3) Descentramento: É muito comum achar que o modelo (neo) liberal descentra o Estado enquanto uma instituição verticalizada, mas não é tão simples assim. Todas as instituições, sejam elas quais forem, passam por esse descentramento, deixando apenas o indivíduo como célula intocada, ou, como diria Élisabeth Roudinesco, o “Eu Soberano” é mantido intacto, confiável, sendo a única coisa real e disponível. Não apenas o Estado perde centralidade, mas instituições como família, ciência, política e arte passam pelo mesmo movimento. Isso significa que toda instância coletiva, seja ela qual for, tem suas bases descentradas, muitas vezes sem qualquer tipo de substituto concreto, a não ser um indivíduo desejante pulsando nos bastidores. Como resultado desse descentramento, a experiência é vista como a única coisa válida, enquanto critérios objetivos se reduzem a uma ficção desnecessária. Como é de se esperar do modo de produção capitalista, tudo é implodido em uma velocidade impressionante, o que levou Marx a sua clássica frase no Manifesto: “No capitalismo, tudo o que é sólido se desmancha no ar”.


4) Ressentimento: Nessa recusa de critérios coletivos, e suportes mais sólidos e confiáveis, muitas vezes nem sequer existem respostas individuais e provisórias, nem mesmo o mínimo é proposto. Diante desse cenário descentrado, o que muitas vezes encontramos pelo caminho é apenas um gesto ressentido, nada mais do que críticas direcionadas a coisas que me ofendem, me insultam. Não existe a proposição de nada novo, original, diferente, mas apenas um gesto agressivo que transforma a crítica em simples escudo e espada, nada mais do que armas de guerra nas mãos de indivíduos magoados com o mundo. Ou seja, o objetivo é apenas mostrar que instituições são falhas, precárias e contraditórias, nada mais do que uma pura resistência vazia. Esse ressentimento epistêmico, como disse Isabelle Stengers, cria uma esfera pública esvaziada de alternativas, contornos e sentido, sobrando apenas o ódio dos seus integrantes, além de uma brecha perigosa aproveitada por grupos reacionários.

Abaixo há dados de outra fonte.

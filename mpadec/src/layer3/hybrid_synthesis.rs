// Symphonia
// Copyright (c) 2019-2022 The Project Symphonia Developers.
//
// This Source Code Form is subject to the terms of the Mozilla Public
// License, v. 2.0. If a copy of the MPL was not distributed with this
// file, You can obtain one at https://mozilla.org/MPL/2.0/.

// Justification: Some loops are better expressed without a range loop.
#![allow(clippy::needless_range_loop)]

use std::f64;

use lazy_static::lazy_static;

use super::GranuleChannel;
use crate::common::*;

lazy_static! {
    /// IMDCT window coefficients for Long, Start, Short, and End blocks, in that order.
    ///
    /// ```text
    /// Long:  W[ 0..36] = sin(PI/36 * (i + 0.5))
    ///
    /// Start: W[ 0..18] = sin(PI/36 * (i + 0.5))
    ///        W[18..24] = 1.0
    ///        W[24..30] = sin(PI/12 * (i - 18 + 0.5))
    ///        W[30..36] = 0.0
    ///
    /// Short: W[ 0..12] = sin(PI/12 * (i + 0.5)), applied to each 12 sample window
    ///        W[12..36] = 0.0
    ///
    /// End:   W[ 0..6 ] = 0.0
    ///        W[ 6..12] = sin(PI/12 * (i - 6 + 0.5))
    ///        W[12..18] = 1.0
    ///        W[18..36] = sin(PI/36 * (i + 0.5))
    /// ```
    static ref IMDCT_WINDOWS: [[f32; 36]; 4] = {
        const PI_36: f64 = f64::consts::PI / 36.0;
        const PI_12: f64 = f64::consts::PI / 12.0;

        let long = |i: usize| (PI_36 * (i as f64 + 0.5)).sin() as f32;
        let short = |i: usize| (PI_12 * (i as f64 + 0.5)).sin() as f32;

        let mut windows = [[0f32; 36]; 4];

        for i in 0..36 {
            windows[0][i] = long(i);
        }

        for i in 0..18 {
            windows[1][i] = long(i);
        }
        for i in 18..24 {
            windows[1][i] = 1.0;
        }
        for i in 24..30 {
            windows[1][i] = short(i - 18);
        }

        for i in 0..12 {
            windows[2][i] = short(i);
        }

        for i in 6..12 {
            windows[3][i] = short(i - 6);
        }
        for i in 12..18 {
            windows[3][i] = 1.0;
        }
        for i in 18..36 {
            windows[3][i] = long(i);
        }

        windows
    };
}

lazy_static! {
    /// Pre- and post-scaling factors of the 36 point IMDCT factorization.
    ///
    /// ```text
    /// dct_iv[m]  = 2 * cos(PI/72 * (2m + 1)),    m = 0..18
    /// sdct_18[m] = 2 * cos(PI/36 * (2m + 1)),    m = 0..9
    /// sdct_9     = [-sqrt(3),
    ///               -2 * cos(8PI/9), -2 * cos(4PI/9), -2 * cos(2PI/9),
    ///               -2 * sin(8PI/9), -2 * sin(4PI/9), -2 * sin(2PI/9)]
    /// ```
    static ref IMDCT36_SCALE: ([f32; 18], [f32; 9], [f32; 7]) = {
        const PI: f64 = f64::consts::PI;

        let mut dct_iv = [0f32; 18];
        let mut sdct_18 = [0f32; 9];

        for (m, s) in dct_iv.iter_mut().enumerate() {
            *s = (2.0 * (PI / 72.0 * (2 * m + 1) as f64).cos()) as f32;
        }
        for (m, s) in sdct_18.iter_mut().enumerate() {
            *s = (2.0 * (PI / 36.0 * (2 * m + 1) as f64).cos()) as f32;
        }

        let sdct_9 = [
            -(3f64.sqrt()) as f32,
            (-2.0 * (8.0 * PI / 9.0).cos()) as f32,
            (-2.0 * (4.0 * PI / 9.0).cos()) as f32,
            (-2.0 * (2.0 * PI / 9.0).cos()) as f32,
            (-2.0 * (8.0 * PI / 9.0).sin()) as f32,
            (-2.0 * (4.0 * PI / 9.0).sin()) as f32,
            (-2.0 * (2.0 * PI / 9.0).sin()) as f32,
        ];

        (dct_iv, sdct_18, sdct_9)
    };
}

lazy_static! {
    /// DCT-IV coefficients for the 6 point transform of each short window.
    ///
    /// ```text
    /// cos6[n][k] = cos(PI/24 * (2n + 1) * (2k + 1))
    /// ```
    static ref DCT_IV_COS_6: [[f32; 6]; 6] = {
        let mut cos = [[0f32; 6]; 6];

        for (n, row) in cos.iter_mut().enumerate() {
            for (k, c) in row.iter_mut().enumerate() {
                *c = (f64::consts::PI / 24.0 * ((2 * n + 1) * (2 * k + 1)) as f64).cos() as f32;
            }
        }

        cos
    };
}

lazy_static! {
    /// Alias reduction butterfly coefficients, CS and CA, from the values of ISO/IEC 11172-3
    /// Table B.9.
    ///
    /// ```text
    /// cs[i] =    1 / sqrt(1 + c[i]^2)
    /// ca[i] = c[i] / sqrt(1 + c[i]^2)
    /// ```
    static ref ANTIALIAS_CS_CA: ([f32; 8], [f32; 8]) = {
        const C: [f64; 8] = [-0.6, -0.535, -0.33, -0.185, -0.095, -0.041, -0.0142, -0.0037];

        let mut cs = [0f32; 8];
        let mut ca = [0f32; 8];

        for i in 0..8 {
            let sqrt = f64::sqrt(1.0 + (C[i] * C[i]));
            cs[i] = (1.0 / sqrt) as f32;
            ca[i] = (C[i] / sqrt) as f32;
        }

        (cs, ca)
    };
}

/// The second half of the windowed IMDCT output of each sub-band, carried over to be added to the
/// first half of the next granule's output.
///
/// Two sets of blocks are kept. The previous granule's overlap is read while the current granule's
/// is written, then the roles are swapped.
#[derive(Default)]
pub struct Overlap {
    blocks: [[[f32; 18]; 32]; 2],
    prev: usize,
}

impl Overlap {
    /// Gets the previous granule's overlap, and the overlap to fill for the current granule.
    fn split(&mut self) -> (&[[f32; 18]; 32], &mut [[f32; 18]; 32]) {
        let (first, second) = self.blocks.split_at_mut(1);

        if self.prev == 0 {
            (&first[0], &mut second[0])
        }
        else {
            (&second[0], &mut first[0])
        }
    }

    fn swap(&mut self) {
        self.prev ^= 1;
    }

    /// Zeroes the overlap, as if no granule had been decoded.
    pub fn clear(&mut self) {
        self.blocks = [[[0f32; 18]; 32]; 2];
        self.prev = 0;
    }
}

/// Reorders the samples of short blocks from band order, where each window of a band is
/// contiguous, into sub-band order, where the 3 windows are interleaved sample by sample.
///
/// ```text
///   [ w0: 0 1 2 3 | w1: 4 5 6 7 | w2: 8 9 a b ]  =>  [ 0 4 8 1 5 9 2 6 a 3 7 b ]
/// ```
pub(super) fn reorder(header: &FrameHeader, channel: &GranuleChannel, buf: &mut [f32; 576]) {
    let bands = match channel.block_type {
        BlockType::Short { is_mixed: false } => &SFB_SHORT_BANDS[header.sample_rate_idx][..],
        BlockType::Short { is_mixed: true } => {
            let switch = SFB_MIXED_SWITCH_POINT[header.sample_rate_idx];
            &SFB_MIXED_BANDS[header.sample_rate_idx][switch..]
        }
        _ => return,
    };

    let start = bands[0];

    let mut reorder_buf = [0f32; 576];

    let mut i = start;

    for win in bands.windows(4).step_by(3) {
        let win0 = &buf[win[0]..win[1]];
        let win1 = &buf[win[1]..win[2]];
        let win2 = &buf[win[2]..win[3]];

        for ((&w0, &w1), &w2) in win0.iter().zip(win1).zip(win2) {
            reorder_buf[i] = w0;
            reorder_buf[i + 1] = w1;
            reorder_buf[i + 2] = w2;
            i += 3;
        }
    }

    buf[start..i].copy_from_slice(&reorder_buf[start..i]);
}

/// Applies the alias reduction butterflies to the boundaries between adjacent long block
/// sub-bands.
pub(super) fn antialias(channel: &GranuleChannel, samples: &mut [f32; 576]) {
    let sb_end = match channel.block_type {
        BlockType::Short { is_mixed: false } => return,
        // Only the boundary between the 2 long sub-bands of a mixed block.
        BlockType::Short { is_mixed: true } => 2 * 18,
        _ => 32 * 18,
    };

    let (cs, ca): &([f32; 8], [f32; 8]) = &ANTIALIAS_CS_CA;

    // For the sub-band starting at j, butterfly (j-1-i, j+i) for i in 0..8:
    //
    //   lower' = lower * cs[i] - upper * ca[i]
    //   upper' = upper * cs[i] + lower * ca[i]
    for sb in (18..sb_end).step_by(18) {
        for i in 0..8 {
            let li = sb - 1 - i;
            let ui = sb + i;
            let lower = samples[li];
            let upper = samples[ui];
            samples[li] = lower * cs[i] - upper * ca[i];
            samples[ui] = upper * cs[i] + lower * ca[i];
        }
    }
}

/// Computes the N = 2 * M point IMDCT of `x` from its M point DCT-IV, `dct`.
///
/// The IMDCT is `y[i] = SUM(k=0..M) x[k] * cos(PI/(2N) * (2i + 1 + M) * (2k + 1))` which, by the
/// symmetries of the cosine, unfolds from the DCT-IV as:
///
/// ```text
///  0          M/2                    3M/2          2M
///  +-----------+-----------------------+------------+
///  | d[M/2..M] | -d[0..M].rev()        | -d[0..M/2] |
///  +-----------+-----------------------+------------+
/// ```
#[inline(always)]
fn unfold(dct: &[f32], y: &mut [f32]) {
    let m = dct.len();
    let h = m / 2;

    for i in 0..h {
        y[i] = dct[i + h];
    }
    for i in h..3 * h {
        y[i] = -dct[3 * h - 1 - i];
    }
    for i in 3 * h..2 * m {
        y[i] = -dct[i - 3 * h];
    }
}

/// Computes the 36 point IMDCT of a long block sub-band.
///
/// The 18 point DCT-IV is reduced to an 18 point scaled DCT-II (SDCT-II), which is then split
/// into two 9 point SDCT-IIs over the sums and scaled differences of mirrored inputs. See S.-W.
/// Lee, "Improved algorithm for efficient computation of the forward and backward MDCT in MPEG
/// audio coder", IEEE Trans. Circuits Syst. II, vol. 48, no. 10, pp. 990-994, 2001.
fn imdct36(x: &[f32], y: &mut [f32; 36]) {
    let mut dct = [0f32; 18];

    dct_iv_18(x, &mut dct);

    unfold(&dct, y);
}

/// Computes the unscaled 18 point DCT-IV of `x` by way of an 18 point SDCT-II.
fn dct_iv_18(x: &[f32], y: &mut [f32; 18]) {
    let (scale, _, _) = &*IMDCT36_SCALE;

    let mut scaled = [0f32; 18];

    for ((s, &x), &c) in scaled.iter_mut().zip(x.iter()).zip(scale.iter()) {
        *s = c * x;
    }

    sdct_ii_18(&scaled, y);

    y[0] *= 0.5;
    for i in 1..18 {
        y[i] = 0.5 * y[i] - y[i - 1];
    }
}

/// Computes the 18 point SDCT-II of `x` from the 9 point SDCT-IIs of its even and odd halves.
fn sdct_ii_18(x: &[f32; 18], y: &mut [f32; 18]) {
    let (_, scale, _) = &*IMDCT36_SCALE;

    let mut even = [0f32; 9];
    let mut odd = [0f32; 9];

    for i in 0..9 {
        even[i] = x[i] + x[17 - i];
        odd[i] = scale[i] * (x[i] - x[17 - i]);
    }

    // Even outputs land on y[0], y[2], .., y[16] and odd outputs on y[1], y[3], .., y[17].
    sdct_ii_9(&even, &mut y[..]);
    sdct_ii_9(&odd, &mut y[1..]);

    for i in (3..18).step_by(2) {
        y[i] -= y[i - 2];
    }
}

/// Computes the 9 point SDCT-II of `x` into every other element of `y`.
fn sdct_ii_9(x: &[f32; 9], y: &mut [f32]) {
    let (_, _, d) = &*IMDCT36_SCALE;

    let s35 = x[3] + x[5];
    let d35 = x[3] - x[5];
    let s62 = x[6] + x[2];
    let d62 = x[6] - x[2];
    let s17 = x[1] + x[7];
    let d17 = x[1] - x[7];
    let s80 = x[8] + x[0];
    let d80 = x[8] - x[0];

    let t0 = x[4] + s17;
    let t1 = s35 + s62 + s80;
    let t2 = 2.0 * x[4] - s17;

    let m1 = d[0] * d17;
    let m2 = d[1] * (s62 - s80);
    let m3 = d[2] * (s35 - s80);
    let m4 = d[3] * (s35 - s62);
    let m5 = d[0] * (d35 - d62 + d80);
    let m6 = d[4] * (d62 + d80);
    let m7 = d[5] * (d35 - d80);
    let m8 = d[6] * (d35 + d62);

    y[0] = t0 + t1;
    y[2] = m8 - (m1 + m7);
    y[4] = m4 - (t2 + m2);
    y[6] = m5;
    y[8] = (t2 - m2) - m3;
    y[10] = (m1 - m6) - m7;
    y[12] = t1 - 2.0 * t0;
    y[14] = (m1 + m6) + m8;
    y[16] = (t2 + m3) + m4;
}

/// Computes the 12 point IMDCT of window `w` of an interleaved short block sub-band.
fn imdct12(x: &[f32], w: usize, y: &mut [f32; 12]) {
    let cos6: &[[f32; 6]; 6] = &DCT_IV_COS_6;

    let mut dct = [0f32; 6];

    for (d, row) in dct.iter_mut().zip(cos6.iter()) {
        *d = (0..6).map(|k| x[3 * k + w] * row[k]).sum();
    }

    unfold(&dct, y);
}

/// Windows the IMDCT of a long block sub-band into a 36 sample block.
fn long_block(x: &[f32], window: &[f32; 36], block: &mut [f32; 36]) {
    imdct36(x, block);

    for (s, &w) in block.iter_mut().zip(window.iter()) {
        *s *= w;
    }
}

/// Windows and overlaps the 3 IMDCTs of a short block sub-band into a 36 sample block.
///
/// ```text
/// 0      6          12         18         24         30      36
/// +------+----------+----------+----------+----------+-------+
/// |  0   | y0[0..6] | y0[6..]  | y1[6..]  | y2[6..]  |   0   |
/// |      |          | +y1[..6] | +y2[..6] |          |       |
/// +------+----------+----------+----------+----------+-------+
/// ```
fn short_block(x: &[f32], block: &mut [f32; 36]) {
    let window = &IMDCT_WINDOWS[2];

    *block = [0f32; 36];

    let mut y = [0f32; 12];

    for w in 0..3 {
        imdct12(x, w, &mut y);

        let offset = 6 + 6 * w;

        for i in 0..12 {
            block[offset + i] += y[i] * window[i];
        }
    }
}

/// Performs hybrid synthesis (IMDCT, windowing, and overlap-add) on all 32 sub-bands of a granule.
pub(super) fn hybrid_synthesis(
    channel: &GranuleChannel,
    overlap: &mut Overlap,
    samples: &mut [f32; 576],
) {
    // The number of leading sub-bands transformed as long blocks.
    let n_long_bands = match channel.block_type {
        BlockType::Short { is_mixed: false } => 0,
        BlockType::Short { is_mixed: true } => 2,
        _ => 32,
    };

    let window: &[f32; 36] = match channel.block_type {
        BlockType::Start => &IMDCT_WINDOWS[1],
        BlockType::End => &IMDCT_WINDOWS[3],
        _ => &IMDCT_WINDOWS[0],
    };

    let (prev, next) = overlap.split();

    let mut block = [0f32; 36];

    for (sb, ((sub_band, prev), next)) in
        samples.chunks_exact_mut(18).zip(prev.iter()).zip(next.iter_mut()).enumerate()
    {
        if sb < n_long_bands {
            long_block(sub_band, window, &mut block);
        }
        else {
            short_block(sub_band, &mut block);
        }

        for i in 0..18 {
            sub_band[i] = block[i] + prev[i];
            next[i] = block[18 + i];
        }
    }

    overlap.swap();
}

/// Negates the odd samples of odd sub-bands.
pub(super) fn frequency_inversion(samples: &mut [f32; 576]) {
    for sub_band in samples.chunks_exact_mut(18).skip(1).step_by(2) {
        for s in sub_band.iter_mut().skip(1).step_by(2) {
            *s = -*s;
        }
    }
}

5) Moralização: Como resultado de um atomismo liberal, é muito comum que problemas estruturais, complexos, e que demandam reflexões coletivas, se transformem em problemas individuais, de preferência envolvendo o caráter dos seus integrantes. É típico da esquerda liberal gastar boa parte do seu tempo moralizando os mais diversos temas, assim como perseguindo possíveis desviantes éticos, figuras que falaram ou fizeram algo de errado. A própria cultura do cancelamento é também reflexo da influência de uma esquerda (neo) liberal no cenário político. Um exemplo claro disso é o racismo. Ao invés de pensar o problema como algo complexo, disperso e penetrante, com várias camadas de sentido, o que temos são caçadores que farejam o desvio moral de certas pessoas, concentrando toda a energia na perseguição desses mesmos desviantes, como se o problema fosse simples assim. Quando pensamos no tema do “privilégio branco”, o que passa pela sua cabeça? Membros da esquerda (neo) liberal pensam numa mulher branquinha dondoca que humilhou sua empregada em público. Embora revoltante, isso desvia o foco do problema, já que ele é estrutural, fazendo parte de uma rede complexa de experiências, não importando o caráter ou as motivações individuais. Mesmo se a mulher fosse “do bem”, nobre, maravilhosa, ética, etc, ainda assim o privilégio branco estaria presente. O fato dela ser "má", agressiva, egoísta, não afeta em nada uma análise sociológica, da mesma forma que donos de escravo gentis continuavam sendo donos de escravos durante o período colonial.




REFERÊNCIAS



ANTUNES, Ricardo. Trabalho e precarização numa ordem neoliberal. A cidadania negada: políticas de exclusão na educação e no trabalho. São Paulo: Cortez, p. 35-48, 2001.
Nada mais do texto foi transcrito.